Activity:
Among the entries below, find every line that contains the string "LocalOnly", then copy it.

Stored data:
□ □ □

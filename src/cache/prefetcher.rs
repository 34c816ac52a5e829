//! Prefetching: predicts which remote-only assets will be needed soon and
//! promotes them into the local tier ahead of demand.
//!
//! The trigger heuristic is a pluggable policy behind a narrow interface.
//! The default policy watches for repeated (product, region) affinity in a
//! sliding window of recent accesses.

use std::collections::{HashMap, VecDeque};
use std::sync::Mutex;

use crate::cache::descriptor::CacheKey;
use crate::cache::entry::CacheEntry;
use crate::config::PrefetchConfig;

/// One observed access, recorded on every orchestrator get.
#[derive(Debug, Clone, PartialEq, Eq, Hash)]
pub struct UsageSignal {
    pub product_id: String,
    pub region: String,
}

/// Decides which remote-only entries to promote, given recent accesses.
pub trait PrefetchPolicy: Send + Sync {
    fn select(&self, recent: &[UsageSignal], candidates: &[CacheEntry]) -> Vec<CacheKey>;
}

/// Sliding window of the most recent access signals.
pub struct UsageRecorder {
    window: Mutex<VecDeque<UsageSignal>>,
    capacity: usize,
}

impl UsageRecorder {
    pub fn new(capacity: usize) -> Self {
        Self {
            window: Mutex::new(VecDeque::with_capacity(capacity)),
            capacity: capacity.max(1),
        }
    }

    pub fn record(&self, signal: UsageSignal) {
        let mut window = self.window.lock().expect("usage window poisoned");
        if window.len() == self.capacity {
            window.pop_front();
        }
        window.push_back(signal);
    }

    pub fn snapshot(&self) -> Vec<UsageSignal> {
        self.window
            .lock()
            .expect("usage window poisoned")
            .iter()
            .cloned()
            .collect()
    }
}

/// Default policy: a (product, region) pair requested at least
/// `trigger_threshold` times within the window selects matching remote-only
/// entries for promotion, up to `max_prefetch_items` per round.
pub struct RegionAffinityPolicy {
    config: PrefetchConfig,
}

impl RegionAffinityPolicy {
    pub fn new(config: PrefetchConfig) -> Self {
        Self { config }
    }
}

impl PrefetchPolicy for RegionAffinityPolicy {
    fn select(&self, recent: &[UsageSignal], candidates: &[CacheEntry]) -> Vec<CacheKey> {
        let mut counts: HashMap<&UsageSignal, usize> = HashMap::new();
        for signal in recent {
            *counts.entry(signal).or_insert(0) += 1;
        }

        let hot: Vec<&UsageSignal> = counts
            .into_iter()
            .filter(|(_, count)| *count >= self.config.trigger_threshold)
            .map(|(signal, _)| signal)
            .collect();

        if hot.is_empty() {
            return Vec::new();
        }

        let mut selected = Vec::new();
        for entry in candidates {
            let matches = hot.iter().any(|signal| {
                entry.region == signal.region
                    // Entries adopted from a directory scan have no product
                    // id recorded; region affinity alone qualifies them.
                    && (entry.product_id == signal.product_id || entry.product_id.is_empty())
            });
            if matches {
                selected.push(entry.key.clone());
                if selected.len() >= self.config.max_prefetch_items {
                    break;
                }
            }
        }
        selected
    }
}
//! Remote durable tier.
//!
//! - [`object_store`]: ObjectStore trait, error taxonomy, directory-backed impl
//! - [`retry`]: Bounded exponential backoff with jitter for transient failures
//! - [`store`]: RemoteStore built on the trait (uploads, downloads, lifecycle)

pub mod object_store;
pub mod retry;
pub mod store;
//! Object storage boundary.
//!
//! The cache consumes an object store, it does not reimplement one. The
//! trait mirrors the provider contract (put/get/list/delete plus lifecycle
//! configuration), and its error type carries the transient/permanent
//! classification the retry layer branches on: retryability is decided by
//! the transport's taxonomy, never by inspecting message strings.

use std::collections::HashMap;
use std::io::ErrorKind;
use std::path::PathBuf;

use async_trait::async_trait;
use bytes::Bytes;
use serde::{Deserialize, Serialize};
use thiserror::Error;
use tokio::fs;
use tracing::debug;

#[derive(Error, Debug)]
pub enum ObjectStoreError {
    #[error("Object not found: {0}")]
    NotFound(String),

    #[error("Transient storage error: {0}")]
    Transient(#[source] std::io::Error),

    #[error("Permanent storage error: {0}")]
    Permanent(#[source] std::io::Error),
}

impl ObjectStoreError {
    /// Whether a retry could plausibly succeed.
    pub fn is_transient(&self) -> bool {
        matches!(self, ObjectStoreError::Transient(_))
    }

    /// Classify a transport error by its kind.
    pub fn classify(key: &str, e: std::io::Error) -> Self {
        match e.kind() {
            ErrorKind::NotFound => ObjectStoreError::NotFound(key.to_string()),
            ErrorKind::TimedOut
            | ErrorKind::Interrupted
            | ErrorKind::WouldBlock
            | ErrorKind::ConnectionReset
            | ErrorKind::ConnectionAborted
            | ErrorKind::ConnectionRefused => ObjectStoreError::Transient(e),
            _ => ObjectStoreError::Permanent(e),
        }
    }
}

/// Expiration/transition policy for cold objects. A bucket-level
/// configuration, not a per-object call.
#[derive(Debug, Clone, Serialize, Deserialize)]
pub struct LifecycleRule {
    /// Days until objects transition to the archive storage class.
    pub transition_after_days: u32,

    /// Optional days until objects expire entirely.
    pub expire_after_days: Option<u32>,

    /// Target storage class for transitioned objects.
    pub storage_class: String,
}

/// Provider-agnostic object storage contract.
#[async_trait]
pub trait ObjectStore: Send + Sync {
    async fn put_object(
        &self,
        key: &str,
        data: Bytes,
        tags: &HashMap<String, String>,
        content_type: &str,
    ) -> Result<(), ObjectStoreError>;

    async fn get_object(&self, key: &str) -> Result<Bytes, ObjectStoreError>;

    async fn list_objects(&self, prefix: &str) -> Result<Vec<String>, ObjectStoreError>;

    async fn delete_object(&self, key: &str) -> Result<(), ObjectStoreError>;

    async fn put_lifecycle_rule(&self, rule: &LifecycleRule) -> Result<(), ObjectStoreError>;
}

/// Sidecar record storing tags and content type alongside an object.
#[derive(Debug, Serialize, Deserialize)]
struct ObjectSidecar {
    tags: HashMap<String, String>,
    content_type: String,
}

const SIDECAR_SUFFIX: &str = ".tags.json";
const LIFECYCLE_FILE: &str = "_lifecycle.json";

/// Directory-backed object store.
///
/// Serves as the bucket implementation for development and tests, and for
/// deployments where the durable tier is a mounted network share. Object
/// tags live in a JSON sidecar next to each object.
pub struct FsObjectStore {
    root: PathBuf,
}

impl FsObjectStore {
    pub async fn open(root: impl Into<PathBuf>) -> Result<Self, ObjectStoreError> {
        let root = root.into();
        fs::create_dir_all(&root)
            .await
            .map_err(|e| ObjectStoreError::classify("", e))?;
        Ok(Self { root })
    }

    fn object_path(&self, key: &str) -> PathBuf {
        self.root.join(key)
    }
}

#[async_trait]
impl ObjectStore for FsObjectStore {
    async fn put_object(
        &self,
        key: &str,
        data: Bytes,
        tags: &HashMap<String, String>,
        content_type: &str,
    ) -> Result<(), ObjectStoreError> {
        let path = self.object_path(key);
        if let Some(parent) = path.parent() {
            fs::create_dir_all(parent)
                .await
                .map_err(|e| ObjectStoreError::classify(key, e))?;
        }
        fs::write(&path, &data)
            .await
            .map_err(|e| ObjectStoreError::classify(key, e))?;

        let sidecar = ObjectSidecar {
            tags: tags.clone(),
            content_type: content_type.to_string(),
        };
        let sidecar_path = PathBuf::from(format!("{}{SIDECAR_SUFFIX}", path.display()));
        let encoded = serde_json::to_vec(&sidecar)
            .map_err(|e| ObjectStoreError::Permanent(std::io::Error::other(e)))?;
        fs::write(&sidecar_path, encoded)
            .await
            .map_err(|e| ObjectStoreError::classify(key, e))?;

        debug!(key, size = data.len(), "Stored object");
        Ok(())
    }

    async fn get_object(&self, key: &str) -> Result<Bytes, ObjectStoreError> {
        let path = self.object_path(key);
        let data = fs::read(&path)
            .await
            .map_err(|e| ObjectStoreError::classify(key, e))?;
        Ok(Bytes::from(data))
    }

    async fn list_objects(&self, prefix: &str) -> Result<Vec<String>, ObjectStoreError> {
        let mut keys = Vec::new();
        let mut pending = vec![self.root.clone()];

        while let Some(dir) = pending.pop() {
            let mut entries = match fs::read_dir(&dir).await {
                Ok(entries) => entries,
                Err(e) if e.kind() == ErrorKind::NotFound => continue,
                Err(e) => return Err(ObjectStoreError::classify(prefix, e)),
            };
            while let Some(dirent) = entries
                .next_entry()
                .await
                .map_err(|e| ObjectStoreError::classify(prefix, e))?
            {
                let path = dirent.path();
                let meta = dirent
                    .metadata()
                    .await
                    .map_err(|e| ObjectStoreError::classify(prefix, e))?;
                if meta.is_dir() {
                    pending.push(path);
                    continue;
                }
                let Ok(rel) = path.strip_prefix(&self.root) else {
                    continue;
                };
                let rel = rel.to_string_lossy().replace('\\', "/");
                if rel.ends_with(SIDECAR_SUFFIX) || rel == LIFECYCLE_FILE {
                    continue;
                }
                if rel.starts_with(prefix) {
                    keys.push(rel);
                }
            }
        }

        keys.sort();
        Ok(keys)
    }

    async fn delete_object(&self, key: &str) -> Result<(), ObjectStoreError> {
        let path = self.object_path(key);
        fs::remove_file(&path)
            .await
            .map_err(|e| ObjectStoreError::classify(key, e))?;
        let sidecar = PathBuf::from(format!("{}{SIDECAR_SUFFIX}", path.display()));
        let _ = fs::remove_file(&sidecar).await;
        Ok(())
    }

    async fn put_lifecycle_rule(&self, rule: &LifecycleRule) -> Result<(), ObjectStoreError> {
        let encoded = serde_json::to_vec_pretty(rule)
            .map_err(|e| ObjectStoreError::Permanent(std::io::Error::other(e)))?;
        fs::write(self.root.join(LIFECYCLE_FILE), encoded)
            .await
            .map_err(|e| ObjectStoreError::classify(LIFECYCLE_FILE, e))?;
        Ok(())
    }
}

impl FsObjectStore {
    /// Read back the tags stored with an object.
    pub async fn object_tags(&self, key: &str) -> Result<HashMap<String, String>, ObjectStoreError> {
        let path = PathBuf::from(format!("{}{SIDECAR_SUFFIX}", self.object_path(key).display()));
        let data = fs::read(&path)
            .await
            .map_err(|e| ObjectStoreError::classify(key, e))?;
        let sidecar: ObjectSidecar = serde_json::from_slice(&data)
            .map_err(|e| ObjectStoreError::Permanent(std::io::Error::other(e)))?;
        Ok(sidecar.tags)
    }
}
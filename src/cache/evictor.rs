//! Eviction policy for the local tier.
//!
//! Least-recently-accessed entries go first; ties in last-access time are
//! broken by larger size, which frees budget faster for equal staleness.
//! Pinned entries (in-flight reads/writes) are never selected.

use std::cmp::Ordering;
use std::collections::{BinaryHeap, HashSet};

use crate::cache::descriptor::CacheKey;
use crate::cache::entry::CacheEntry;

/// An eviction candidate ordered by eviction priority.
#[derive(Debug, Clone)]
pub struct EvictionCandidate {
    pub key: CacheKey,
    pub last_access: u64,
    pub size_bytes: u64,
}

impl PartialEq for EvictionCandidate {
    fn eq(&self, other: &Self) -> bool {
        self.last_access == other.last_access && self.size_bytes == other.size_bytes
    }
}

impl Eq for EvictionCandidate {}

impl PartialOrd for EvictionCandidate {
    fn partial_cmp(&self, other: &Self) -> Option<Ordering> {
        Some(self.cmp(other))
    }
}

// BinaryHeap pops the greatest element, so "greatest" means "evict first":
// older access wins, then larger size.
impl Ord for EvictionCandidate {
    fn cmp(&self, other: &Self) -> Ordering {
        other
            .last_access
            .cmp(&self.last_access)
            .then(self.size_bytes.cmp(&other.size_bytes))
    }
}

/// The eviction policy engine.
#[derive(Debug, Default)]
pub struct Evictor;

impl Evictor {
    /// Select entries to evict from the local tier until at least
    /// `bytes_needed` would be freed.
    ///
    /// Only entries with a local copy qualify; pinned keys are skipped.
    /// May return less than requested when everything else is pinned.
    pub fn select_victims<'a>(
        &self,
        entries: impl Iterator<Item = &'a CacheEntry>,
        bytes_needed: u64,
        pinned: &HashSet<CacheKey>,
    ) -> Vec<EvictionCandidate> {
        let mut heap = BinaryHeap::new();

        for entry in entries {
            if !entry.tier_state.claims_local() {
                continue;
            }
            if pinned.contains(&entry.key) {
                continue;
            }
            heap.push(EvictionCandidate {
                key: entry.key.clone(),
                last_access: entry.last_access,
                size_bytes: entry.size_bytes,
            });
        }

        let mut victims = Vec::new();
        let mut freed = 0u64;
        while freed < bytes_needed {
            match heap.pop() {
                Some(candidate) => {
                    freed += candidate.size_bytes;
                    victims.push(candidate);
                }
                None => break,
            }
        }

        victims
    }
}
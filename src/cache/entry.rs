//! Cache entry types and tier-state transitions.
//!
//! A CacheEntry records where the copies of one logical asset live. The
//! tier state must always reflect actually-present copies; callers detect
//! desynchronization on access and repair the entry rather than trusting it.

use std::path::PathBuf;
use std::time::{SystemTime, UNIX_EPOCH};

use serde::{Deserialize, Serialize};

use crate::cache::descriptor::{AssetKind, CacheKey, Season};

/// Which tiers currently hold a copy of the payload.
#[derive(Debug, Clone, Copy, PartialEq, Eq, Hash, Serialize, Deserialize)]
#[serde(rename_all = "snake_case")]
pub enum TierState {
    /// Only the local artifact file exists.
    LocalOnly,
    /// Only the remote object exists; a get must download first.
    RemoteOnly,
    /// Both copies exist and are intact.
    Both,
    /// Local copy written; asynchronous upload still in flight.
    PendingUpload,
    /// Remote hit being promoted; download in flight.
    PendingDownload,
}

impl TierState {
    /// Whether this state claims a local artifact file.
    pub fn claims_local(&self) -> bool {
        matches!(
            self,
            TierState::LocalOnly | TierState::Both | TierState::PendingUpload
        )
    }

    /// Whether this state claims a remote object.
    pub fn claims_remote(&self) -> bool {
        matches!(self, TierState::RemoteOnly | TierState::Both)
    }
}

impl std::fmt::Display for TierState {
    fn fmt(&self, f: &mut std::fmt::Formatter<'_>) -> std::fmt::Result {
        let s = match self {
            TierState::LocalOnly => "local_only",
            TierState::RemoteOnly => "remote_only",
            TierState::Both => "both",
            TierState::PendingUpload => "pending_upload",
            TierState::PendingDownload => "pending_download",
        };
        f.write_str(s)
    }
}

/// Seconds since the unix epoch; keeps the persisted index portable.
pub fn now_unix() -> u64 {
    SystemTime::now()
        .duration_since(UNIX_EPOCH)
        .map(|d| d.as_secs())
        .unwrap_or(0)
}

/// One logical asset tracked by the cache index.
#[derive(Debug, Clone, Serialize, Deserialize)]
pub struct CacheEntry {
    /// Derived cache key.
    pub key: CacheKey,

    /// Semantic attributes retained for discovery and prefetch filtering.
    pub asset_kind: AssetKind,
    pub product_id: String,
    pub region: String,
    pub season: Season,

    /// Payload size in bytes.
    pub size_bytes: u64,

    /// SHA-256 of the payload, hex-encoded.
    pub checksum: String,

    /// Creation time (unix seconds).
    pub created_at: u64,

    /// Last access time (unix seconds).
    pub last_access: u64,

    /// Number of times this entry has been read.
    pub access_count: u64,

    /// Which tiers hold a copy.
    pub tier_state: TierState,

    /// Path of the local artifact file, if a local copy exists.
    pub local_path: Option<PathBuf>,

    /// Remote object key, if a remote copy exists.
    pub remote_ref: Option<String>,
}

impl CacheEntry {
    /// Record an access, refreshing timestamp and counter.
    pub fn touch(&mut self) {
        self.last_access = now_unix();
        self.access_count += 1;
    }

    /// Transition after a successful asynchronous upload.
    pub fn mark_uploaded(&mut self, remote_ref: String) {
        self.remote_ref = Some(remote_ref);
        self.tier_state = TierState::Both;
    }

    /// Transition after an upload failed or was cancelled mid-flight:
    /// the local copy is intact, durability is simply degraded.
    pub fn mark_upload_failed(&mut self) {
        self.tier_state = TierState::LocalOnly;
    }

    /// Transition after the local copy was evicted or found corrupt.
    /// Returns false if no remote copy exists to fall back on, in which
    /// case the entry should be removed outright.
    pub fn demote_to_remote(&mut self) -> bool {
        self.local_path = None;
        if self.remote_ref.is_some() {
            self.tier_state = TierState::RemoteOnly;
            true
        } else {
            false
        }
    }

}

□ □ □

Solution to this exercise:
    LocalOnly,
            TierState::LocalOnly | TierState::Both | TierState::PendingUpload
            TierState::LocalOnly => "local_only",
        self.tier_state = TierState::LocalOnly;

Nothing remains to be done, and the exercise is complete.